Di sampingku ada Aisyah. Wanita jelita yang kunikahi sebulan lalu.
Hafalan Qur’anku telah menjadi maharnya. Temali tambang pun terlingkar
erat di lehernya. Walau begitu, ia tetap terlihat mempesona berbalut
jilbab hitamnya.
Ah, cintaku. Kala itu di masjid Al-Aqsha, saat engkau membersamaiku
melempari tentara Israel yang mencoba menghadangku melaksanakan shalat
Jum’at. Berkatmu kewajiban shalatku tertunaikan. Kini aku wajib
menunaikan kewajibanku. Membahagiakanmu. Walau di tiang gantungan.

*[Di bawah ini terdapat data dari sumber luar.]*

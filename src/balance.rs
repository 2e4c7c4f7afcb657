//! Reported-balance checks. Split mortgage parts are folded back into the
//! bank row they came from before any balance is compared.

use std::collections::BTreeMap;

use chrono::NaiveDate;
use rust_decimal::Decimal;
use rust_decimal_macros::dec;
use serde::Serialize;

use crate::models::{Period, Transaction};

/// Per-month discrepancies at or below this are treated as noise in the
/// bank's balance column.
pub const RECONCILIATION_TOLERANCE: Decimal = dec!(100.00);

/// One source row, with any split parts summed back together.
#[derive(Debug, Clone, PartialEq)]
pub struct BankRow {
    pub row: usize,
    pub date: NaiveDate,
    pub amount: Decimal,
    pub balance: Option<Decimal>,
}

/// Bank rows, oldest first. A newest-first export (first date later than the
/// last) is reversed a whole bank row at a time.
pub fn bank_rows(txns: &[Transaction]) -> Vec<BankRow> {
    let mut rows: Vec<BankRow> = Vec::with_capacity(txns.len());
    for txn in txns {
        match rows.last_mut() {
            Some(last) if last.row == txn.source_row_id => {
                last.amount += txn.amount;
                last.balance = txn.balance.or(last.balance);
            }
            _ => rows.push(BankRow {
                row: txn.source_row_id,
                date: txn.date,
                amount: txn.amount,
                balance: txn.balance,
            }),
        }
    }
    if let (Some(first), Some(last)) = (rows.first(), rows.last()) {
        if first.date > last.date {
            rows.reverse();
        }
    }
    rows
}

#[derive(Debug, Clone, PartialEq, Eq, Serialize)]
pub struct BalanceReconciliation {
    pub opening_balance: Decimal,
    pub closing_balance: Decimal,
    pub calculated_change: Decimal,
    pub actual_change: Decimal,
    pub discrepancy: Decimal,
}

impl BalanceReconciliation {
    pub fn is_large(&self) -> bool {
        self.discrepancy > RECONCILIATION_TOLERANCE
    }
}

/// Compare the summed amounts with the change in reported balance, from the
/// first row that reports a balance to the last. `None` when no row does.
pub fn reconcile(rows: &[BankRow]) -> Option<BalanceReconciliation> {
    let start = rows.iter().position(|r| r.balance.is_some())?;
    let end = rows.iter().rposition(|r| r.balance.is_some())?;
    let opening_balance = rows[start].balance? - rows[start].amount;
    let closing_balance = rows[end].balance?;
    let calculated_change: Decimal = rows[start..=end].iter().map(|r| r.amount).sum();
    let actual_change = closing_balance - opening_balance;
    Some(BalanceReconciliation {
        opening_balance,
        closing_balance,
        calculated_change,
        actual_change,
        discrepancy: (calculated_change - actual_change).abs(),
    })
}

pub fn reconcile_by_month(rows: &[BankRow]) -> BTreeMap<Period, BalanceReconciliation> {
    let mut months: BTreeMap<Period, Vec<BankRow>> = BTreeMap::new();
    for row in rows {
        months.entry(Period::of(row.date)).or_default().push(row.clone());
    }
    months
        .into_iter()
        .filter_map(|(period, rows)| reconcile(&rows).map(|r| (period, r)))
        .collect()
}

#[cfg(test)]
mod tests {
    use super::*;
    use crate::models::SplitRole;

    fn txn(id: usize, day: u32, amount: Decimal, balance: Option<Decimal>) -> Transaction {
        let date = NaiveDate::from_ymd_opt(2025, 4, day).unwrap();
        Transaction::new(id, date, "ROW", amount, balance)
    }

    fn split_pair(id: usize, day: u32, balance: Decimal) -> [Transaction; 2] {
        let mut principal = txn(id, day, dec!(-800), None);
        principal.split_role = SplitRole::Principal;
        let mut interest = txn(id, day, dec!(-1600), Some(balance));
        interest.split_role = SplitRole::Interest;
        [principal, interest]
    }

    #[test]
    fn test_split_parts_fold_into_one_row() {
        let mut txns = vec![txn(1, 1, dec!(5000), Some(dec!(7800)))];
        txns.extend(split_pair(2, 2, dec!(5400)));
        let rows = bank_rows(&txns);
        assert_eq!(rows.len(), 2);
        assert_eq!(rows[1].amount, dec!(-2400));
        assert_eq!(rows[1].balance, Some(dec!(5400)));
    }

    #[test]
    fn test_newest_first_reverses_whole_rows() {
        let mut txns = vec![txn(1, 3, dec!(-100), Some(dec!(5300)))];
        txns.extend(split_pair(2, 2, dec!(5400)));
        txns.push(txn(3, 1, dec!(5000), Some(dec!(7800))));
        let rows = bank_rows(&txns);
        let ids: Vec<usize> = rows.iter().map(|r| r.row).collect();
        assert_eq!(ids, vec![3, 2, 1]);
        assert_eq!(rows[1].amount, dec!(-2400));
    }

    #[test]
    fn test_reconcile_matching_balance() {
        let rows = bank_rows(&[
            txn(1, 1, dec!(5000), Some(dec!(7800))),
            txn(2, 2, dec!(-2400), Some(dec!(5400))),
            txn(3, 3, dec!(-100), None),
        ]);
        let r = reconcile(&rows).unwrap();
        assert_eq!(r.opening_balance, dec!(2800));
        assert_eq!(r.closing_balance, dec!(5400));
        assert_eq!(r.calculated_change, dec!(2600));
        assert_eq!(r.discrepancy, Decimal::ZERO);
        assert!(!r.is_large());
    }

    #[test]
    fn test_reconcile_flags_large_discrepancy() {
        let rows = bank_rows(&[
            txn(1, 1, dec!(-50), Some(dec!(950))),
            txn(2, 2, dec!(-50), Some(dec!(700))),
        ]);
        let r = reconcile(&rows).unwrap();
        assert_eq!(r.discrepancy, dec!(200));
        assert!(r.is_large());
    }

    #[test]
    fn test_reconcile_without_balances() {
        let rows = bank_rows(&[txn(1, 1, dec!(-50), None)]);
        assert_eq!(reconcile(&rows), None);
        assert!(reconcile_by_month(&rows).is_empty());
    }

    #[test]
    fn test_reconcile_by_month_keys() {
        let may = NaiveDate::from_ymd_opt(2025, 5, 2).unwrap();
        let rows = bank_rows(&[
            txn(1, 30, dec!(-50), Some(dec!(950))),
            Transaction::new(2, may, "ROW", dec!(-50), Some(dec!(900))),
        ]);
        let months = reconcile_by_month(&rows);
        assert_eq!(months.len(), 2);
        assert_eq!(months[&Period::of(may)].opening_balance, dec!(950));
    }
}
use rust_decimal::{Decimal, RoundingStrategy};

/// Format a decimal as a dollar amount with thousands separators: $1,234.56
pub fn money(val: Decimal) -> String {
    let negative = val.is_sign_negative() && !val.is_zero();
    let cents = val
        .abs()
        .round_dp_with_strategy(2, RoundingStrategy::MidpointAwayFromZero);
    let cents = format!("{cents:.2}");
    let (int_part, dec_part) = cents.split_once('.').unwrap_or((cents.as_str(), "00"));

    let mut with_commas = String::new();
    for (i, c) in int_part.chars().rev().enumerate() {
        if i > 0 && i % 3 == 0 {
            with_commas.push(',');
        }
        with_commas.push(c);
    }
    let with_commas: String = with_commas.chars().rev().collect();

    if negative && cents != "0.00" {
        format!("-${with_commas}.{dec_part}")
    } else {
        format!("${with_commas}.{dec_part}")
    }
}

/// Format a ratio (0.425) as a percentage: 42.5%
pub fn percent(ratio: Decimal) -> String {
    let pct = (ratio * Decimal::ONE_HUNDRED)
        .round_dp_with_strategy(1, RoundingStrategy::MidpointAwayFromZero);
    format!("{pct:.1}%")
}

“Fatih…!” suara Gorbacev, Jenderal tentara Israel memanggilku.
“Engkau dan istrimu bisa terbebas. Syaratnya, engkau harus
menandatangani ini!” ucap Gorbacev, sambil menyodorkan selembar kertas.
Aku membacanya. Sepasang mata lentik Aisyah melirik, turut membaca.
Surat pernyataan bersalah.
“Suamiku, jangan perturutkan surat itu. Engkau tidak bersalah. Engkau
hanya ingin menunaikan kewajibanmu pada Rabb pemilik jiwamu.”
“Suamiku, ingatkah saat kau pinang aku dan aku bertanya, apa
cita-cita tertinggimu? Engkau menjawab, cita-cita tertinggimu adalah
syahid di jalan Allah. Jangan pernah menyerah. Sadarlah kini engkau
semakin dekat dengan impianmu!” gerimis air matanya Aisyah semakin
menjadi.
“Duhai Fatih, mengapa engkau berpikir untuk menyerah? Syahid sudah di
depan mata. Syahid yang sempurna. Karena engkau akan membersamai
bidadari duniamu menapaki gerbang syurga. Lemparkan surat itu Fatih!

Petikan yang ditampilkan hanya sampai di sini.